A relação entre esteroides e vícios

Embora os EAAs não causem dependência física nos moldes de drogas como heroína ou cocaína, eles podem gerar dependência psicológica intensa. Muitos usuários relatam que, ao parar de usar os esteroides, sentem uma diminuição drástica em sua autoestima, associada à perda de massa muscular adquirida.

Esse declínio psicológico, muitas vezes, leva à retomada do uso dos EAAs, criando um ciclo de abuso e impossível de sair. O grande problema é que esse tipo de comportamento tem sido muito validado na sociedade e o adoecimento é mais difícil de perceber, já que são ações não apenas validadas mais admiradas. O problema é que a insatisfação com o corpo pode esconder diversos problemas como transtornos de personalidade, baixa autoestima, ansiedade, depressão, dentre outros.

A vigorexia não apenas prejudica a qualidade de vida dos indivíduos, mas também pode levar ao suicídio. O padrão de pensamento distorcido e a pressão contínua para alcançar uma imagem corporal inatingível causam desespero, ansiedade e depressão profunda, e, muitas vezes, eles vêm seguidos de comportamentos obsessivos. Sem apoio psicológico adequado, muitos indivíduos acabam se sentindo aprisionados em um ciclo de autocrítica, levando alguns a considerarem a autoagressão como única saída.

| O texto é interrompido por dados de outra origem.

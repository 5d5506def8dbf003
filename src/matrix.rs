//! Conformance matrix derivation.
//!
//! [`MatrixPlan::new`] is pure: it turns a validated descriptor into the ordered probe
//! specifications and the distinct scopes needing tokens. [`MatrixBuilder::build`] then acquires
//! every token up front (acquire-then-fan-out) and materializes the [`Probe`]s. A probe whose
//! token could not be acquired keeps the failure as its bearer and is recorded as an error
//! without touching the network.
//!
//! The matrix exercises three orthogonal axes: authentication (token present, absent, or
//! corrupt), authorization by API key (present or absent), and scoping (correct or incorrect
//! scope).

pub mod policy;

pub use policy::*;

// crates.io
use rand::{Rng, SeedableRng, distr::Alphanumeric, rngs::StdRng};
// self
use crate::{
	_prelude::*,
	auth::{AccessToken, Scope, Secret},
	cache::TokenCache,
	descriptor::{ApiDescriptor, Verb, join_path},
	error::{self, TokenError},
	http::HttpClient,
	report::ProbeLabel,
};

/// Length of the random segment used by the unmapped-path probe.
pub const UNMAPPED_PATH_LEN: usize = 16;

/// What a probe is checking; selects the expected-status contract.
#[derive(Clone, Copy, Debug, PartialEq, Eq, Hash, Serialize, Deserialize)]
#[serde(rename_all = "snake_case")]
pub enum ProbeKind {
	/// Fully valid credentials.
	Allowed,
	/// Valid credentials except the API key.
	MissingApiKey,
	/// Authenticated method called without a bearer token.
	MissingToken,
	/// Authenticated method called with a truncated token.
	CorruptedToken,
	/// Scoped method called with a token for another scope.
	WrongScope,
	/// Unscoped method called with a token for some other scope.
	AnyScope,
	/// Method outside the descriptor.
	ForbiddenMethod,
	/// Path outside the descriptor.
	UnmappedPath,
}
impl ProbeKind {
	/// Returns a stable label suitable for span or metric fields.
	pub const fn as_str(self) -> &'static str {
		match self {
			ProbeKind::Allowed => "allowed",
			ProbeKind::MissingApiKey => "missing_api_key",
			ProbeKind::MissingToken => "missing_token",
			ProbeKind::CorruptedToken => "corrupted_token",
			ProbeKind::WrongScope => "wrong_scope",
			ProbeKind::AnyScope => "any_scope",
			ProbeKind::ForbiddenMethod => "forbidden_method",
			ProbeKind::UnmappedPath => "unmapped_path",
		}
	}
}
impl Display for ProbeKind {
	fn fmt(&self, f: &mut Formatter) -> FmtResult {
		f.write_str(self.as_str())
	}
}

/// Bearer credential a probe presents, by scope.
#[derive(Clone, Debug, PartialEq, Eq)]
pub enum Credential {
	/// No `Authorization` header.
	None,
	/// The token issued for the scope.
	Token(Scope),
	/// The token issued for the scope, minus its final character.
	CorruptedToken(Scope),
}
impl Credential {
	fn describe(&self) -> String {
		match self {
			Self::None => "no token".into(),
			Self::Token(scope) => format!("token for {}", scope.label()),
			Self::CorruptedToken(scope) => format!("corrupted token for {}", scope.label()),
		}
	}
}

/// Token-independent description of one probe.
#[derive(Clone, Debug, PartialEq, Eq)]
pub struct ProbeSpec {
	/// What the probe checks.
	pub kind: ProbeKind,
	/// Request method.
	pub verb: Verb,
	/// Target URL.
	pub url: Url,
	/// Whether the valid API key is sent.
	pub api_key: bool,
	/// Bearer credential.
	pub credential: Credential,
	/// Scope the method requires, for authenticated methods.
	pub scope: Option<Scope>,
	/// Scopes whose tokens must exist for the probe to run.
	pub depends_on: Vec<Scope>,
	/// Expected-status contract.
	pub expected: StatusContract,
	/// Human-readable description.
	pub description: String,
}

/// Knobs that shape the matrix.
#[derive(Clone, Debug, Default, PartialEq, Eq)]
pub struct MatrixOptions {
	/// Expected-status contracts per probe kind.
	pub policy: StatusPolicy,
	/// Seed for the unmapped-path probe; `None` disables it.
	pub unmapped_path_seed: Option<u64>,
}

/// Ordered probe specifications plus the scopes they need, derived without I/O.
#[derive(Clone, Debug, PartialEq, Eq)]
pub struct MatrixPlan {
	/// Distinct scopes to acquire, default scope last.
	pub scopes: Vec<Scope>,
	/// Probe specifications in execution order.
	pub specs: Vec<ProbeSpec>,
}
impl MatrixPlan {
	/// Derives the full matrix for a validated descriptor.
	pub fn new(descriptor: &ApiDescriptor, options: &MatrixOptions) -> Self {
		let mut planner = Planner { descriptor, policy: &options.policy, specs: Vec::new() };
		let scopes = descriptor.distinct_scopes();
		let authenticated = !descriptor.authenticated.is_empty();

		for verb in &descriptor.public {
			planner.push(ProbeKind::Allowed, *verb, None, true, Credential::None, &[], "public");
			planner.push(ProbeKind::MissingApiKey, *verb, None, false, Credential::None, &[], "public");
		}
		for (verb, scope) in &descriptor.authenticated {
			planner.plan_authenticated(*verb, scope, &scopes);
		}

		let default_token = |deps: &mut Vec<Scope>| {
			if authenticated {
				deps.push(Scope::default());

				Credential::Token(Scope::default())
			} else {
				Credential::None
			}
		};

		for verb in descriptor.forbidden_verbs() {
			let mut deps = Vec::new();
			let credential = default_token(&mut deps);

			planner.push(
				ProbeKind::ForbiddenMethod,
				verb,
				None,
				true,
				credential,
				&deps,
				"method not exposed",
			);
		}

		if let Some(url) = options.unmapped_path_seed.and_then(|seed| unmapped_url(descriptor, seed)) {
			let mut deps = Vec::new();
			let credential = default_token(&mut deps);

			planner.push_at(
				ProbeKind::UnmappedPath,
				Verb::Get,
				url,
				None,
				true,
				credential,
				&deps,
				"unmapped path",
			);
		}

		Self { scopes, specs: planner.specs }
	}

	/// Number of probes.
	pub fn len(&self) -> usize {
		self.specs.len()
	}

	/// Returns true when the plan holds no probe.
	pub fn is_empty(&self) -> bool {
		self.specs.is_empty()
	}
}

struct Planner<'a> {
	descriptor: &'a ApiDescriptor,
	policy: &'a StatusPolicy,
	specs: Vec<ProbeSpec>,
}
impl Planner<'_> {
	fn plan_authenticated(&mut self, verb: Verb, scope: &Scope, scopes: &[Scope]) {
		let required = Some(scope);
		let note = format!("requires {}", scope.label());
		let deps = [scope.clone()];

		self.push(ProbeKind::Allowed, verb, required, true, Credential::Token(scope.clone()), &deps, &note);
		self.push(
			ProbeKind::MissingApiKey,
			verb,
			required,
			false,
			Credential::Token(scope.clone()),
			&deps,
			&note,
		);
		self.push(ProbeKind::MissingToken, verb, required, true, Credential::None, &deps, &note);
		self.push(
			ProbeKind::CorruptedToken,
			verb,
			required,
			true,
			Credential::CorruptedToken(scope.clone()),
			&deps,
			&note,
		);

		// An unscoped method must accept any valid token; a scoped one must reject every other.
		let kind = if scope.is_default() { ProbeKind::AnyScope } else { ProbeKind::WrongScope };

		for other in scopes.iter().filter(|other| *other != scope) {
			let deps = [scope.clone(), other.clone()];

			self.push(kind, verb, required, true, Credential::Token(other.clone()), &deps, &note);
		}
	}

	#[allow(clippy::too_many_arguments)]
	fn push(
		&mut self,
		kind: ProbeKind,
		verb: Verb,
		scope: Option<&Scope>,
		api_key: bool,
		credential: Credential,
		depends_on: &[Scope],
		note: &str,
	) {
		let url = self.descriptor.resource_url.clone();

		self.push_at(kind, verb, url, scope, api_key, credential, depends_on, note);
	}

	#[allow(clippy::too_many_arguments)]
	fn push_at(
		&mut self,
		kind: ProbeKind,
		verb: Verb,
		url: Url,
		scope: Option<&Scope>,
		api_key: bool,
		credential: Credential,
		depends_on: &[Scope],
		note: &str,
	) {
		let description = format!(
			"{verb} {url} ({note}) {}, {}",
			if api_key { "with API key" } else { "without API key" },
			credential.describe(),
		);

		self.specs.push(ProbeSpec {
			kind,
			verb,
			url,
			api_key,
			credential,
			scope: scope.cloned(),
			depends_on: depends_on.to_vec(),
			expected: self.policy.contract(kind).clone(),
			description,
		});
	}
}

/// Bearer a materialized probe presents.
#[derive(Clone, Debug, PartialEq, Eq)]
pub enum Bearer {
	/// No `Authorization` header.
	None,
	/// `Authorization: Bearer <token>`; the value may be corrupted or empty on purpose.
	Token(Secret),
	/// A token the probe depends on could not be acquired; the probe is not sent.
	Unavailable {
		/// Scope whose token is missing.
		scope: Scope,
		/// Rendered acquisition failure.
		reason: String,
	},
}

/// Immutable, executable probe.
#[derive(Clone, Debug, PartialEq, Eq)]
pub struct Probe {
	/// What the probe checks.
	pub kind: ProbeKind,
	/// Request method.
	pub verb: Verb,
	/// Target URL.
	pub url: Url,
	/// API key to send, if any.
	pub api_key: Option<Secret>,
	/// Bearer credential.
	pub bearer: Bearer,
	/// Scope the method requires, for messages.
	pub scope: Option<Scope>,
	/// Expected-status contract.
	pub expected: StatusContract,
	/// Human-readable description.
	pub description: String,
}
impl Probe {
	/// Identity of the probe as reported in outcomes.
	pub fn label(&self) -> ProbeLabel {
		ProbeLabel {
			kind: self.kind,
			verb: self.verb,
			url: self.url.to_string(),
			scope: self.scope.clone(),
			description: self.description.clone(),
		}
	}

	fn materialize(
		spec: ProbeSpec,
		api_key: &Secret,
		tokens: &HashMap<Scope, Result<AccessToken, TokenError>>,
	) -> Self {
		let missing = spec.depends_on.iter().find_map(|scope| match tokens.get(scope) {
			Some(Ok(_)) => None,
			Some(Err(e)) => Some(Bearer::Unavailable {
				scope: scope.clone(),
				reason: format!("token for {} unavailable: {}", scope.label(), error::render_chain(e)),
			}),
			None => Some(Bearer::Unavailable {
				scope: scope.clone(),
				reason: format!("no token was requested for {}", scope.label()),
			}),
		});
		let token = |scope: &Scope| tokens.get(scope).and_then(|slot| slot.as_ref().ok());
		let bearer = match (missing, &spec.credential) {
			(Some(unavailable), _) => unavailable,
			(None, Credential::None) => Bearer::None,
			(None, Credential::Token(scope)) => token(scope)
				.map(|token| Bearer::Token(token.secret.clone()))
				.unwrap_or_else(|| unrequested(scope)),
			(None, Credential::CorruptedToken(scope)) => token(scope)
				.map(|token| Bearer::Token(token.corrupted()))
				.unwrap_or_else(|| unrequested(scope)),
		};

		Self {
			kind: spec.kind,
			verb: spec.verb,
			url: spec.url,
			api_key: spec.api_key.then(|| api_key.clone()),
			bearer,
			scope: spec.scope,
			expected: spec.expected,
			description: spec.description,
		}
	}
}

/// Acquires tokens and materializes the probes of a plan.
pub struct MatrixBuilder<'a, C>
where
	C: ?Sized + HttpClient,
{
	descriptor: &'a ApiDescriptor,
	cache: Option<&'a TokenCache<C>>,
}
impl<'a, C> MatrixBuilder<'a, C>
where
	C: ?Sized + HttpClient,
{
	/// Creates a builder; `cache` must be `Some` whenever the descriptor authenticates methods.
	pub fn new(descriptor: &'a ApiDescriptor, cache: Option<&'a TokenCache<C>>) -> Self {
		Self { descriptor, cache }
	}

	/// Acquires every scope of the plan, then materializes each specification in order.
	pub async fn build(self, plan: MatrixPlan) -> Vec<Probe> {
		let tokens = match self.cache {
			Some(cache) => cache.acquire_all(&plan.scopes).await,
			None => HashMap::new(),
		};

		plan.specs
			.into_iter()
			.map(|spec| Probe::materialize(spec, &self.descriptor.api_key, &tokens))
			.collect()
	}
}

fn unrequested(scope: &Scope) -> Bearer {
	Bearer::Unavailable {
		scope: scope.clone(),
		reason: format!("no token was requested for {}", scope.label()),
	}
}

fn unmapped_url(descriptor: &ApiDescriptor, seed: u64) -> Option<Url> {
	let segment = StdRng::seed_from_u64(seed)
		.sample_iter(Alphanumeric)
		.take(UNMAPPED_PATH_LEN)
		.map(char::from)
		.collect::<String>();

	Url::parse(&join_path(&descriptor.base_url, &segment)).ok()
}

O tratamento para o abuso de EAAs e vigorexia envolve uma combinação de terapia cognitivo-comportamental (TCC) e intervenção psiquiátrica. A psicoterapia comportamental é eficaz em ajudar os pacientes a reconstruírem uma autoimagem realista e a desafiar crenças disfuncionais sobre o corpo. Além disso, o uso de antidepressivos e ansiolíticos pode ser necessário para tratar os sintomas psicológicos associados à abstinência dos EAAs.

Os pacientes precisam de acompanhamento contínuo, especialmente aqueles que apresentam risco de suicídio. Estudos clínicos, como os publicados no American Journal of Psychiatry, demonstram que a psicoterapia combinada com medicação pode reduzir significativamente os sintomas de depressão e ansiedade em usuários de esteroides.

Por isso, é tão urgente perceber que a busca pelo corpo perfeito, incentivada pelo uso de esteroides anabolizantes e pela vigorexia, é uma armadilha perigosa, que, frequentemente, resulta em problemas de saúde irreparáveis. Tenho visto um aumento exponencial de problemas psiquiátricos devido ao uso de anabolizantes.

No Brasil, onde a cultura do bodybuilding é forte, é crucial que a conscientização sobre os riscos dessa prática seja promovida.

A verdadeira saúde não se baseia em uma estética perfeita e inalcançável, mas no equilíbrio entre mente e corpo. Se você, ou alguém que conhece, está sendo pressionado a usar esteroides ou apresenta sinais de vigorexia, é fundamental procurar ajuda profissional. A construção de uma autoestima saudável começa com a aceitação do corpo e o respeito aos seus limites naturais. E se tem um familiar ou alguém próximo e está percebendo que o culto ao corpo está trazendo sérios problemas, ajude essa pessoa a buscar ajuda médica.

Referências:

  1. Pope HG, Kanayama G, Hudson JI. Anabolic-androgenic steroids: Psychology and neurobiology. Annual Review of Clinical Psychology, 2014.
  2. Batista Júnior VL, Oliveira AJ, et al. Prevalência do uso de esteroides anabolizantes em academias brasileiras. Revista Brasileira de Medicina do Esporte, 2013.
  3. Olivardia R, Pope HG, Borowiecki JJ. Biceps and body image: The relationship between muscularity and self-esteem, depression, and eating disorder tendencies. Psychology of Men & Masculinity, 2004.
  4. American Journal of Psychiatry. Anabolic Steroid Abuse and Dependence: A Clinical Overview, 2010.
  5. Kaplan & Sadock's Comprehensive Textbook of Psychiatry, 11ª edição.